It turns out I have been in denial about my anxious attachment style

Adulting in your 30s
4 min readSep 26, 2023

It only took me 36 years to find out

Attachment style theory has been around for a while, and I’ve taken several quizzes and read some articles and books to try to figure out what I am.

However, I never felt like I quite fit into any of the styles.

Most of the descriptions for anxious attachment opens by talking about the intense fear that one’s partner would leave them.

I don’t feel this way. I don’t have constant anxiety that my partner would break up with me.

So, I must not have an anxious attachment style.

Wrong wrong wrong!

I was hypersensitive to any micro sighs of disengagement

I don’t obsessively send them endless texts until they reply. And I don’t get mad at them for not replying quick. So, I must not be anxiously attached.

Except, although I’ve rationalized and told myself to not act on these toxic behaviors, inside, I still felt triggered when they would take hours to reply to a text, and or didn’t text me for a whole day. I couldn’t help but feel like maybe they were mad at me? maybe I wasn’t important enough? how hard is it to reply to a text?

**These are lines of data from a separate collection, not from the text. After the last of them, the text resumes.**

use std::rc::Rc;

use crate::error::RuntimeError;

#[derive(Debug, Clone, PartialEq)]
pub(crate) enum Tok {
    Num(f64),
    Str(Rc<str>),
    Ident(String),
    Keyword(Keyword),
    Punct(Punct),
    Eof,
}

#[derive(Debug, Clone, Copy, PartialEq, Eq)]
pub(crate) enum Keyword {
    Function,
    Return,
    Var,
    Typeof,
    This,
    True,
    False,
    Null,
}

#[derive(Debug, Clone, Copy, PartialEq, Eq)]
pub(crate) enum Punct {
    LParen,
    RParen,
    LBrace,
    RBrace,
    LBracket,
    RBracket,
    Comma,
    Semi,
    Colon,
    Question,
    Dot,
    Plus,
    Minus,
    Star,
    Slash,
    Percent,
    Bang,
    Lt,
    Le,
    Gt,
    Ge,
    StrictEq,
    StrictNe,
    AndAnd,
    OrOr,
    Assign,
}

/// Words the grammar does not use but refuses to treat as names. Most
/// are operators or statement forms the host language has and this one
/// deliberately lacks.
const RESERVED: &[&str] = &[
    "break",
    "case",
    "catch",
    "class",
    "const",
    "continue",
    "debugger",
    "default",
    "delete",
    "do",
    "else",
    "enum",
    "export",
    "extends",
    "finally",
    "for",
    "if",
    "implements",
    "import",
    "in",
    "instanceof",
    "interface",
    "let",
    "new",
    "package",
    "private",
    "protected",
    "public",
    "static",
    "super",
    "switch",
    "throw",
    "try",
    "while",
    "with",
    "yield",
];

pub(crate) fn is_reserved(word: &str) -> bool {
    RESERVED.contains(&word)
}

struct Cursor<'a> {
    data: &'a [u8],
    pos: usize,
}

impl<'a> Cursor<'a> {
    fn new(data: &'a [u8]) -> Self {
        Cursor { data, pos: 0 }
    }

    fn peek(&self) -> Option<u8> {
        self.data.get(self.pos).copied()
    }

    fn peek_at(&self, offset: usize) -> Option<u8> {
        self.data.get(self.pos + offset).copied()
    }

    fn bump(&mut self) -> Option<u8> {
        let byte = self.peek()?;
        self.pos += 1;
        Some(byte)
    }

    fn eat(&mut self, byte: u8) -> bool {
        if self.peek() == Some(byte) {
            self.pos += 1;
            true
        } else {
            false
        }
    }
}

pub(crate) struct Lexer<'a> {
    src: &'a str,
    cursor: Cursor<'a>,
}

impl<'a> Lexer<'a> {
    pub fn new(src: &'a str) -> Self {
        Lexer {
            src,
            cursor: Cursor::new(src.as_bytes()),
        }
    }

    /// Produces the next token and the byte offset it starts at.
    pub fn next_token(&mut self) -> Result<(Tok, usize), RuntimeError> {
        self.skip_trivia()?;
        let start = self.cursor.pos;
        let byte = match self.cursor.bump() {
            Some(b) => b,
            None => return Ok((Tok::Eof, start)),
        };
        let tok = match byte {
            b'(' => Tok::Punct(Punct::LParen),
            b')' => Tok::Punct(Punct::RParen),
            b'{' => Tok::Punct(Punct::LBrace),
            b'}' => Tok::Punct(Punct::RBrace),
            b'[' => Tok::Punct(Punct::LBracket),
            b']' => Tok::Punct(Punct::RBracket),
            b',' => Tok::Punct(Punct::Comma),
            b';' => Tok::Punct(Punct::Semi),
            b':' => Tok::Punct(Punct::Colon),
            b'?' => Tok::Punct(Punct::Question),
            b'+' => Tok::Punct(Punct::Plus),
            b'-' => Tok::Punct(Punct::Minus),
            b'*' => Tok::Punct(Punct::Star),
            b'/' => Tok::Punct(Punct::Slash),
            b'%' => Tok::Punct(Punct::Percent),
            b'.' => {
                if matches!(self.cursor.peek(), Some(b'0'..=b'9')) {
                    self.cursor.pos = start;
                    self.lex_number(start)?
                } else {
                    Tok::Punct(Punct::Dot)
                }
            }
            b'!' => {
                if self.cursor.eat(b'=') {
                    if self.cursor.eat(b'=') {
                        Tok::Punct(Punct::StrictNe)
                    } else {
                        return Err(self.fail(start, "use !== instead of !="));
                    }
                } else {
                    Tok::Punct(Punct::Bang)
                }
            }
            b'=' => {
                if self.cursor.eat(b'=') {
                    if self.cursor.eat(b'=') {
                        Tok::Punct(Punct::StrictEq)
                    } else {
                        return Err(self.fail(start, "use === instead of =="));
                    }
                } else {
                    Tok::Punct(Punct::Assign)
                }
            }
            b'<' => {
                if self.cursor.eat(b'=') {
                    Tok::Punct(Punct::Le)
                } else {
                    Tok::Punct(Punct::Lt)
                }
            }
            b'>' => {
                if self.cursor.eat(b'=') {
                    Tok::Punct(Punct::Ge)
                } else {
                    Tok::Punct(Punct::Gt)
                }
            }
            b'&' => {
                if self.cursor.eat(b'&') {
                    Tok::Punct(Punct::AndAnd)
                } else {
                    return Err(self.fail(start, "bitwise operators are not supported"));
                }
            }
            b'|' => {
                if self.cursor.eat(b'|') {
                    Tok::Punct(Punct::OrOr)
                } else {
                    return Err(self.fail(start, "bitwise operators are not supported"));
                }
            }
            b'0'..=b'9' => {
                self.cursor.pos = start;
                self.lex_number(start)?
            }
            b'\'' | b'"' => self.lex_string(byte, start)?,
            b'A'..=b'Z' | b'a'..=b'z' | b'_' | b'$' => {
                self.cursor.pos = start;
                self.lex_word(start)?
            }
            other => {
                return Err(self.fail(
                    start,
                    format!("unexpected character 0x{other:02x}"),
                ))
            }
        };
        Ok((tok, start))
    }

    fn skip_trivia(&mut self) -> Result<(), RuntimeError> {
        loop {
            match self.cursor.peek() {
                Some(b' ' | b'\t' | b'\r' | b'\n') => {
                    self.cursor.pos += 1;
                }
                Some(b'/') if self.cursor.peek_at(1) == Some(b'/') => {
                    while let Some(byte) = self.cursor.peek() {
                        if byte == b'\n' {
                            break;
                        }
                        self.cursor.pos += 1;
                    }
                }
                Some(b'/') if self.cursor.peek_at(1) == Some(b'*') => {
                    let start = self.cursor.pos;
                    self.cursor.pos += 2;
                    loop {
                        match self.cursor.bump() {
                            Some(b'*') if self.cursor.peek() == Some(b'/') => {
                                self.cursor.pos += 1;
                                break;
                            }
                            Some(_) => {}
                            None => return Err(self.fail(start, "unterminated comment")),
                        }
                    }
                }
                _ => return Ok(()),
            }
        }
    }

    fn lex_number(&mut self, start: usize) -> Result<Tok, RuntimeError> {
        if self.cursor.peek() == Some(b'0')
            && matches!(self.cursor.peek_at(1), Some(b'x' | b'X'))
        {
            return Err(self.fail(start, "hexadecimal literals are not supported"));
        }
        while matches!(self.cursor.peek(), Some(b'0'..=b'9')) {
            self.cursor.pos += 1;
        }
        if self.cursor.peek() == Some(b'.') {
            self.cursor.pos += 1;
            while matches!(self.cursor.peek(), Some(b'0'..=b'9')) {
                self.cursor.pos += 1;
            }
        }
        if matches!(self.cursor.peek(), Some(b'e' | b'E')) {
            let mut ahead = 1;
            if matches!(self.cursor.peek_at(1), Some(b'+' | b'-')) {
                ahead = 2;
            }
            if matches!(self.cursor.peek_at(ahead), Some(b'0'..=b'9')) {
                self.cursor.pos += ahead;
                while matches!(self.cursor.peek(), Some(b'0'..=b'9')) {
                    self.cursor.pos += 1;
                }
            }
        }
        let text = &self.src[start..self.cursor.pos];
        match text.parse::<f64>() {
            Ok(num) => Ok(Tok::Num(num)),
            Err(_) => Err(self.fail(start, format!("malformed number literal {text:?}"))),
        }
    }

    fn lex_string(&mut self, quote: u8, start: usize) -> Result<Tok, RuntimeError> {
        let mut bytes = Vec::new();
        loop {
            let byte = match self.cursor.bump() {
                Some(b) => b,
                None => return Err(self.fail(start, "unterminated string literal")),
            };
            match byte {
                b if b == quote => break,
                b'\n' | b'\r' => {
                    return Err(self.fail(start, "newline inside string literal"))
                }
                b'\\' => {
                    let escape = match self.cursor.bump() {
                        Some(b) => b,
                        None => return Err(self.fail(start, "unterminated string literal")),
                    };
                    match escape {
                        b'n' => bytes.push(b'\n'),
                        b't' => bytes.push(b'\t'),
                        b'r' => bytes.push(b'\r'),
                        b'b' => bytes.push(0x08),
                        b'f' => bytes.push(0x0c),
                        b'v' => bytes.push(0x0b),
                        b'0' => bytes.push(0),
                        b'\\' | b'\'' | b'"' | b'/' => bytes.push(escape),
                        b'u' => {
                            let ch = self.lex_unicode_escape(start)?;
                            let mut buf = [0u8; 4];
                            bytes.extend_from_slice(ch.encode_utf8(&mut buf).as_bytes());
                        }
                        other => {
                            return Err(self.fail(
                                start,
                                format!("unknown escape \\{}", other as char),
                            ))
                        }
                    }
                }
                other => bytes.push(other),
            }
        }
        match String::from_utf8(bytes) {
            Ok(text) => Ok(Tok::Str(Rc::from(text.as_str()))),
            Err(_) => Err(self.fail(start, "malformed string literal")),
        }
    }

    fn lex_unicode_escape(&mut self, start: usize) -> Result<char, RuntimeError> {
        let mut code = 0u32;
        for _ in 0..4 {
            let byte = match self.cursor.bump() {
                Some(b) => b,
                None => return Err(self.fail(start, "unterminated string literal")),
            };
            let digit = match byte {
                b'0'..=b'9' => u32::from(byte - b'0'),
                b'a'..=b'f' => u32::from(byte - b'a') + 10,
                b'A'..=b'F' => u32::from(byte - b'A') + 10,
                _ => return Err(self.fail(start, "invalid unicode escape")),
            };
            code = code * 16 + digit;
        }
        char::from_u32(code).ok_or_else(|| self.fail(start, "invalid unicode escape"))
    }

    fn lex_word(&mut self, start: usize) -> Result<Tok, RuntimeError> {
        while matches!(
            self.cursor.peek(),
            Some(b'A'..=b'Z' | b'a'..=b'z' | b'0'..=b'9' | b'_' | b'$')
        ) {
            self.cursor.pos += 1;
        }
        let word = &self.src[start..self.cursor.pos];
        let tok = match word {
            "function" => Tok::Keyword(Keyword::Function),
            "return" => Tok::Keyword(Keyword::Return),
            "var" => Tok::Keyword(Keyword::Var),
            "typeof" => Tok::Keyword(Keyword::Typeof),
            "this" => Tok::Keyword(Keyword::This),
            "true" => Tok::Keyword(Keyword::True),
            "false" => Tok::Keyword(Keyword::False),
            "null" => Tok::Keyword(Keyword::Null),
            _ if is_reserved(word) => {
                return Err(self.fail(start, format!("reserved word '{word}'")))
            }
            _ => Tok::Ident(word.to_string()),
        };
        Ok(tok)
    }

    fn fail(&self, pos: usize, message: impl Into<String>) -> RuntimeError {
        RuntimeError::syntax(format!("{} at offset {pos}", message.into()))
    }
}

Not only that, I expected them to be always “on”. I looked to their cheerfulness and good humor to reassure myself that things were okay between us.

If they were less talkative than usual, or they showed frustration at something unrelated to us, I felt shaken.

Gradually these small uncertainties added up to make me feel paralized with dread and confusion, spiraling downwards until I felt convinced that things were off between us again, at which point I would shut down and be quiet and moody.

I didn’t see that this reaction, although not a fear that they would break up with me, was deep anxiety that I would lose their affection and love even temporarily.

When we have a fight, I need us to resolve it right then and there

They say don’t go to bed angry, and I really took this to heart. I didn’t understand that my partner may need some time to themselves before talking about the conflict further.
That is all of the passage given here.